### EXERCISE OBJECTIVE
List all lines in the material below that contain "LocalizedText".

****

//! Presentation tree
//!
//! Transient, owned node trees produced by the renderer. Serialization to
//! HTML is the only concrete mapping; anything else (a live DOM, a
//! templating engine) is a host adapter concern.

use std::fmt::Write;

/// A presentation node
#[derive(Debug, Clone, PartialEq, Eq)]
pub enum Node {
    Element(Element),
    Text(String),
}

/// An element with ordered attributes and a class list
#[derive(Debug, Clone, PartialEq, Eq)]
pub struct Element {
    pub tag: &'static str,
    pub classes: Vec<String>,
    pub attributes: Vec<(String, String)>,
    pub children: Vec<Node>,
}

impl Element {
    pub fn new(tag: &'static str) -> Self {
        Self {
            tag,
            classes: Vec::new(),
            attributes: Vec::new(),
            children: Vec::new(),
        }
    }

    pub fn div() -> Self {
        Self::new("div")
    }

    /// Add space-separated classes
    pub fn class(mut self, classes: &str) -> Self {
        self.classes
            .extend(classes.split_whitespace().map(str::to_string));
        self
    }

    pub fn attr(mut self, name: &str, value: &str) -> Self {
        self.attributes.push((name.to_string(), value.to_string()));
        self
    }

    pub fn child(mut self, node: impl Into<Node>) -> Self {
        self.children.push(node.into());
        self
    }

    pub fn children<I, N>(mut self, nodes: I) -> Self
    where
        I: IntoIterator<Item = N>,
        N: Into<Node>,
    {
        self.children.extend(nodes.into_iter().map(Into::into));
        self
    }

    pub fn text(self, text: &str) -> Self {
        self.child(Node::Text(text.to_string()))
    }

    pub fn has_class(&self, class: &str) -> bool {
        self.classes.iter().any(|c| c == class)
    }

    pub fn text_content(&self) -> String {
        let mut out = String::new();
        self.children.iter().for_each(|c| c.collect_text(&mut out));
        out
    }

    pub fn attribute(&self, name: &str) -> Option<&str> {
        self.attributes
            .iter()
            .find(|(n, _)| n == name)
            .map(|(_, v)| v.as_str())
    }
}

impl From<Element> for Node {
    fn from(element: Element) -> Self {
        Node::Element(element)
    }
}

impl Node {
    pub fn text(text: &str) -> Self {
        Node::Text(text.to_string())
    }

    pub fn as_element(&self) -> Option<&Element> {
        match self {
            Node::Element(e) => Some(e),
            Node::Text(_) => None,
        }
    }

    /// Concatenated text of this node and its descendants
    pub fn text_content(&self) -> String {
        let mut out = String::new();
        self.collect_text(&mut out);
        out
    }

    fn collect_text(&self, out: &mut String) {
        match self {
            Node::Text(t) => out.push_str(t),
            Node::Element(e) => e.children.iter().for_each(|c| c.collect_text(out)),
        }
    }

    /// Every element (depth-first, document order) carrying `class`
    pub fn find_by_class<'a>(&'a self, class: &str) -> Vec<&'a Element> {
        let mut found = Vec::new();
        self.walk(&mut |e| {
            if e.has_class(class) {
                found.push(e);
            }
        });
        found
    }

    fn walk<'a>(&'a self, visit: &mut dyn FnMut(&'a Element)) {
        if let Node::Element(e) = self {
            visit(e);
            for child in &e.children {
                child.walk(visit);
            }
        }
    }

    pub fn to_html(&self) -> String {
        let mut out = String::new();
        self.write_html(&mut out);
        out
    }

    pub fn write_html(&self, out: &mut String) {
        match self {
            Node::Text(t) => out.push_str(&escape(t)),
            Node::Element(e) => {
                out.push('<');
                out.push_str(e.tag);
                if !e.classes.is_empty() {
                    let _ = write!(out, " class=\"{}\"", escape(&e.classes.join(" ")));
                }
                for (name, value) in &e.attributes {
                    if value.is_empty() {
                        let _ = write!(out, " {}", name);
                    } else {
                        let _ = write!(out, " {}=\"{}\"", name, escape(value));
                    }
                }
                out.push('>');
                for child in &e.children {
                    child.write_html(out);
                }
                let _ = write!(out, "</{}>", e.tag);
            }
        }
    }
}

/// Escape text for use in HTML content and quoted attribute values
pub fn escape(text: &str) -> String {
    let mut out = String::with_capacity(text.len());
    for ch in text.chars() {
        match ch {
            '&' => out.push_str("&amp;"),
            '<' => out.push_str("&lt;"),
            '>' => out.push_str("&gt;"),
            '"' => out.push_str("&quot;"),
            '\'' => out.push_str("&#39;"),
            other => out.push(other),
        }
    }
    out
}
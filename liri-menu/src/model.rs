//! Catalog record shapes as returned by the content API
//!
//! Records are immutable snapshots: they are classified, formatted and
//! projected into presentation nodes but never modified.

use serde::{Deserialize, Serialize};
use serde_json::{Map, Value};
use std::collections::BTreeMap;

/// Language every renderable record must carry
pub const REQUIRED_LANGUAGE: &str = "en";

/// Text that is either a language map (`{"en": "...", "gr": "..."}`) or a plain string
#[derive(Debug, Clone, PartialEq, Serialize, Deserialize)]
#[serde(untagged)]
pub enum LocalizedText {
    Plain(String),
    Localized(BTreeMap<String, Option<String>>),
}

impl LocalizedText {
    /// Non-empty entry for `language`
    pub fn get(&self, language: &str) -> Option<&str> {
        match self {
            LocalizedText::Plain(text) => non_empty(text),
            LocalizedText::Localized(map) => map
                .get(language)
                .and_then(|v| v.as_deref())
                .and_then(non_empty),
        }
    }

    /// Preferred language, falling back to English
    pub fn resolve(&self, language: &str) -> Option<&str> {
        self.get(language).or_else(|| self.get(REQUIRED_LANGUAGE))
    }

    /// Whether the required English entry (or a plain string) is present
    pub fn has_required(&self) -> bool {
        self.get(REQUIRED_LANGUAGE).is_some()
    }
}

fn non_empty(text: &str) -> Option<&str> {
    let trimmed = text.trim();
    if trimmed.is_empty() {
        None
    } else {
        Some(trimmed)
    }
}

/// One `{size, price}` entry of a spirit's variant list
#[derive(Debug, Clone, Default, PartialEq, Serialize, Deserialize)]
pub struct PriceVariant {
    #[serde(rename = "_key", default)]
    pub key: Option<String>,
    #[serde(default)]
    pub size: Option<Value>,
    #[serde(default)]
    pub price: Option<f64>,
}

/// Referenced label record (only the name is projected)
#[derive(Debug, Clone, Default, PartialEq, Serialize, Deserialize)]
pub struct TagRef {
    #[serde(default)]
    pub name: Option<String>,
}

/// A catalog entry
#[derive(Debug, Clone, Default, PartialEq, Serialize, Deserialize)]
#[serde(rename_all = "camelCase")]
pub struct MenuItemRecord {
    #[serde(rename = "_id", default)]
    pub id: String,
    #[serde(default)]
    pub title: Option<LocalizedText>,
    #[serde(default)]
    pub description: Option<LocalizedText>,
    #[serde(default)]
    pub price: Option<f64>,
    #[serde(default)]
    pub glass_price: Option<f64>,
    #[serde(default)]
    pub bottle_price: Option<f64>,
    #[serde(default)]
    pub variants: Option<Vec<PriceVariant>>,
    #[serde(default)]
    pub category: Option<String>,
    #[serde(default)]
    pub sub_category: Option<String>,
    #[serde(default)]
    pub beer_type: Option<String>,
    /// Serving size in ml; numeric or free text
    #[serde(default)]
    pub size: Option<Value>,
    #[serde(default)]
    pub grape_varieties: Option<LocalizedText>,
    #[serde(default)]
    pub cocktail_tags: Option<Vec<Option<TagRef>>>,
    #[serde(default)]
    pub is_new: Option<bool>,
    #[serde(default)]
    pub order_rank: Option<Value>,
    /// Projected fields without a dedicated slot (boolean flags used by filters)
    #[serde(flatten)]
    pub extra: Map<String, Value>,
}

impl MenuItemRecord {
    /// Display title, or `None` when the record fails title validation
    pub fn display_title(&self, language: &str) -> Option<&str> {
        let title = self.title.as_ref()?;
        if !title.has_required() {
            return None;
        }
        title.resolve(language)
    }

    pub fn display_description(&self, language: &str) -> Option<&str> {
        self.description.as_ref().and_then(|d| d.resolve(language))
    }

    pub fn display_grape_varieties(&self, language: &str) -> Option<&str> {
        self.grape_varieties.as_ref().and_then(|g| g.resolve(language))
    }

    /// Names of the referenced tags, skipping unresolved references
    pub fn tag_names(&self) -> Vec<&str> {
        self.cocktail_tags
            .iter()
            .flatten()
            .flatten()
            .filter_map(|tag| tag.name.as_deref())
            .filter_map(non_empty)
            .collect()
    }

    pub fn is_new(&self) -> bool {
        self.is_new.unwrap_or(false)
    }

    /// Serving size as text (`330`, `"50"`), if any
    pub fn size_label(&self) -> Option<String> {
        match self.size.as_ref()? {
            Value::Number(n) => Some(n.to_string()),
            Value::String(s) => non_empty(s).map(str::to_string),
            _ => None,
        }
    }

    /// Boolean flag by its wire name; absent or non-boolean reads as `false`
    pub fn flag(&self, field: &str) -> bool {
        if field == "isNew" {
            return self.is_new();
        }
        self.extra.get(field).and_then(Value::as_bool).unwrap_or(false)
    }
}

****

### TASK RESULT
pub enum LocalizedText {
impl LocalizedText {
            LocalizedText::Plain(text) => non_empty(text),
            LocalizedText::Localized(map) => map
    pub title: Option<LocalizedText>,
    pub description: Option<LocalizedText>,
    pub grape_varieties: Option<LocalizedText>,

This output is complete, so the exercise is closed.